> [DATA TO EXAMINE]:
.....
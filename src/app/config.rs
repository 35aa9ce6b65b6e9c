//! Configuration for the editor

use std::time::Duration;

use serde::{Deserialize, Serialize};

/// Editor configuration
#[derive(Debug, Clone, PartialEq, Eq, Serialize, Deserialize)]
#[serde(default)]
pub struct Config {
    /// Consecutive Ctrl-Q presses needed to quit with unsaved changes
    pub quit_times: u32,
    /// How long a single stdin read waits before giving up, in milliseconds
    pub read_timeout_ms: u64,
    /// How long a status message stays on screen, in seconds
    pub message_timeout_secs: u64,
}

impl Default for Config {
    fn default() -> Self {
        Self {
            quit_times: 3,
            read_timeout_ms: 100,
            message_timeout_secs: 5,
        }
    }
}

impl Config {
    /// Lifetime of a status message
    pub fn message_timeout(&self) -> Duration {
        Duration::from_secs(self.message_timeout_secs)
    }
}
//! Mochi Editor
//!
//! Usage: `mochi-edit [FILE]`

use std::io::{self, Write};
use std::path::Path;
use std::process::ExitCode;

use mochi_edit::app::{init_logging, Config, LOG_ENV};
use mochi_edit::editor::{Editor, EditorResult, HELP_MESSAGE};
use mochi_edit::syntax::SyntaxRegistry;
use mochi_edit::term::{window_size, RawMode, StdinSource};

fn main() -> ExitCode {
    if let Err(e) = init_logging() {
        eprintln!("mochi-edit: cannot open {}: {}", LOG_ENV, e);
    }

    tracing::info!("Starting mochi-edit {}", env!("CARGO_PKG_VERSION"));

    match run() {
        Ok(()) => ExitCode::SUCCESS,
        Err(e) => {
            // Raw mode is already restored; leave a clean screen behind the report
            let mut stdout = io::stdout();
            let _ = stdout.write_all(b"\x1b[2J\x1b[H");
            let _ = stdout.flush();
            tracing::error!("Fatal error: {}", e);
            eprintln!("mochi-edit: {}", e);
            ExitCode::FAILURE
        },
    }
}

fn run() -> EditorResult<()> {
    let config = Config::default();
    let _raw = RawMode::enable()?;

    let mut input = StdinSource::new(config.read_timeout_ms);
    let mut output = io::stdout().lock();
    let size = window_size(&mut input, &mut output)?;
    tracing::debug!(rows = size.rows, cols = size.cols, "window size");

    let mut editor = Editor::new(config, SyntaxRegistry::builtin(), size, input, output);
    if let Some(path) = std::env::args_os().nth(1) {
        editor.open(Path::new(&path))?;
    }
    editor.set_status_message(HELP_MESSAGE);
    editor.run()
}
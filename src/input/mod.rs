//! Keyboard input
//!
//! Turns the raw byte stream coming from a terminal in raw mode into
//! logical key events. Multi-byte escape sequences for navigation keys are
//! recognised by a small state machine in [`KeyDecoder`].

mod decoder;

pub use decoder::{ByteSource, KeyDecoder, ScriptedSource};

/// The escape byte that starts every navigation sequence
pub const ESC: u8 = 0x1b;

/// Map a letter to its control code (`ctrl(b'q')` is Ctrl-Q)
pub const fn ctrl(c: u8) -> u8 {
    c & 0x1f
}

/// A logical key event
#[derive(Debug, Clone, Copy, PartialEq, Eq, Hash)]
pub enum Key {
    /// A plain byte: printable character, control code or a lone ESC
    Char(u8),
    ArrowUp,
    ArrowDown,
    ArrowLeft,
    ArrowRight,
    Delete,
    Home,
    End,
    PageUp,
    PageDown,
    /// DEL (0x7f), which terminals send for the backspace key
    Backspace,
}

impl Key {
    /// The literal escape key
    pub const ESCAPE: Key = Key::Char(ESC);
    /// Enter arrives as a carriage return in raw mode
    pub const ENTER: Key = Key::Char(b'\r');

    /// Key for a control chord such as Ctrl-S
    pub const fn ctrl(c: u8) -> Key {
        Key::Char(ctrl(c))
    }
}
//! Application glue module
//!
//! Configuration and logging setup.

mod config;
mod logging;

pub use config::Config;
pub use logging::{init_logging, LOG_ENV};
//! Syntax highlighting
//!
//! A filetype is described by an immutable [`SyntaxDefinition`]. The set of
//! known filetypes lives in a [`SyntaxRegistry`] that is built once at
//! startup and consulted whenever a filename becomes known.

mod highlighter;

pub use highlighter::{highlight_row, is_separator};

use serde::{Deserialize, Serialize};

/// Highlight class of one rendered column
#[derive(Debug, Clone, Copy, PartialEq, Eq, Default, Hash, Serialize, Deserialize)]
pub enum Highlight {
    #[default]
    Normal,
    Comment,
    KeywordPrimary,
    KeywordSecondary,
    String,
    Number,
    /// Temporary overlay for the current search match
    Match,
}

impl Highlight {
    /// ANSI foreground color code (SGR parameter) for this class
    pub fn color(self) -> u8 {
        match self {
            Highlight::Comment => 36,
            Highlight::KeywordPrimary => 33,
            Highlight::KeywordSecondary => 32,
            Highlight::String => 35,
            Highlight::Number => 31,
            Highlight::Match => 34,
            Highlight::Normal => 37,
        }
    }
}

/// Which keyword class a keyword belongs to
#[derive(Debug, Clone, Copy, PartialEq, Eq)]
pub enum KeywordKind {
    Primary,
    Secondary,
}

/// A keyword of a filetype
#[derive(Debug, Clone, PartialEq, Eq)]
pub struct Keyword {
    pub text: String,
    pub kind: KeywordKind,
}

impl Keyword {
    /// Marker suffix that designates a secondary keyword (`"int|"`)
    pub const SECONDARY_MARKER: char = '|';

    /// Parse a keyword in the marker convention
    pub fn parse(spec: &str) -> Self {
        match spec.strip_suffix(Self::SECONDARY_MARKER) {
            Some(text) => Self {
                text: text.to_string(),
                kind: KeywordKind::Secondary,
            },
            None => Self {
                text: spec.to_string(),
                kind: KeywordKind::Primary,
            },
        }
    }

    /// Highlight class for this keyword
    pub fn highlight(&self) -> Highlight {
        match self.kind {
            KeywordKind::Primary => Highlight::KeywordPrimary,
            KeywordKind::Secondary => Highlight::KeywordSecondary,
        }
    }
}

/// Highlighting rules for one filetype
#[derive(Debug, Clone, PartialEq, Eq)]
pub struct SyntaxDefinition {
    /// Name shown in the status bar
    pub filetype: String,
    /// Patterns starting with `.` match the extension, others match a substring
    pub file_match: Vec<String>,
    /// Keywords, tried in order
    pub keywords: Vec<Keyword>,
    /// Single-line comment marker
    pub comment: Option<String>,
    pub highlight_numbers: bool,
    pub highlight_strings: bool,
}

impl SyntaxDefinition {
    /// Create a definition with no rules
    pub fn new(filetype: &str) -> Self {
        Self {
            filetype: filetype.to_string(),
            file_match: Vec::new(),
            keywords: Vec::new(),
            comment: None,
            highlight_numbers: false,
            highlight_strings: false,
        }
    }

    /// Set the filename patterns
    pub fn with_file_match(mut self, patterns: &[&str]) -> Self {
        self.file_match = patterns.iter().map(|p| p.to_string()).collect();
        self
    }

    /// Set the keywords, `|`-suffixed entries being secondary
    pub fn with_keywords(mut self, keywords: &[&str]) -> Self {
        self.keywords = keywords.iter().map(|k| Keyword::parse(k)).collect();
        self
    }

    /// Set the single-line comment marker
    pub fn with_comment(mut self, marker: &str) -> Self {
        self.comment = (!marker.is_empty()).then(|| marker.to_string());
        self
    }

    /// Enable number and string highlighting
    pub fn with_flags(mut self, numbers: bool, strings: bool) -> Self {
        self.highlight_numbers = numbers;
        self.highlight_strings = strings;
        self
    }

    /// Check whether a filename is handled by this definition
    pub fn matches(&self, filename: &str) -> bool {
        let extension = filename.rfind('.').map(|i| &filename[i..]);
        self.file_match.iter().any(|pattern| {
            if pattern.starts_with('.') {
                extension == Some(pattern.as_str())
            } else {
                filename.contains(pattern.as_str())
            }
        })
    }
}

/// Registered syntax definitions, searched in registration order
#[derive(Debug, Clone, Default)]
pub struct SyntaxRegistry {
    definitions: Vec<SyntaxDefinition>,
}

impl SyntaxRegistry {
    /// Create an empty registry
    pub fn new() -> Self {
        Self::default()
    }

    /// Register a definition after the existing ones
    pub fn register(&mut self, definition: SyntaxDefinition) -> &mut Self {
        self.definitions.push(definition);
        self
    }

    /// Registry with the built-in filetypes
    pub fn builtin() -> Self {
        let mut registry = Self::new();
        registry
            .register(c_syntax())
            .register(rust_syntax())
            .register(python_syntax());
        registry
    }

    /// First definition whose patterns match `filename`
    pub fn select(&self, filename: &str) -> Option<&SyntaxDefinition> {
        self.definitions.iter().find(|def| def.matches(filename))
    }
}

fn c_syntax() -> SyntaxDefinition {
    SyntaxDefinition::new("c")
        .with_file_match(&[".c", ".h", ".cpp"])
        .with_keywords(&[
            "switch", "if", "while", "for", "break", "continue", "return", "else", "struct",
            "union", "typedef", "static", "enum", "class", "case", "int|", "long|", "double|",
            "float|", "char|", "unsigned|", "signed|", "void|",
        ])
        .with_comment("//")
        .with_flags(true, true)
}

fn rust_syntax() -> SyntaxDefinition {
    SyntaxDefinition::new("rust")
        .with_file_match(&[".rs"])
        .with_keywords(&[
            "as", "break", "const", "continue", "crate", "else", "enum", "extern", "false", "fn",
            "for", "if", "impl", "in", "let", "loop", "match", "mod", "move", "mut", "pub", "ref",
            "return", "self", "Self", "static", "struct", "super", "trait", "true", "type",
            "unsafe", "use", "where", "while", "bool|", "char|", "str|", "String|", "u8|",
            "u16|", "u32|", "u64|", "usize|", "i8|", "i16|", "i32|", "i64|", "isize|", "f32|",
            "f64|",
        ])
        .with_comment("//")
        .with_flags(true, true)
}

fn python_syntax() -> SyntaxDefinition {
    SyntaxDefinition::new("python")
        .with_file_match(&[".py"])
        .with_keywords(&[
            "and", "as", "break", "class", "continue", "def", "elif", "else", "except",
            "finally", "for", "from", "if", "import", "in", "is", "lambda", "not", "or", "pass",
            "raise", "return", "try", "while", "with", "yield", "None|", "True|", "False|",
            "int|", "str|", "float|", "list|", "dict|",
        ])
        .with_comment("#")
        .with_flags(true, true)
}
.....
> [DESCRIPTION OF THE TASK]: What belongs in the answer is each line from the listing above that contains "const".

> [RESULT OF THE EXERCISE]:
pub const ESC: u8 = 0x1b;
pub const fn ctrl(c: u8) -> u8 {
    pub const ESCAPE: Key = Key::Char(ESC);
    pub const ENTER: Key = Key::Char(b'\r');
    pub const fn ctrl(c: u8) -> Key {
    pub const SECONDARY_MARKER: char = '|';
            "as", "break", "const", "continue", "crate", "else", "enum", "extern", "false", "fn",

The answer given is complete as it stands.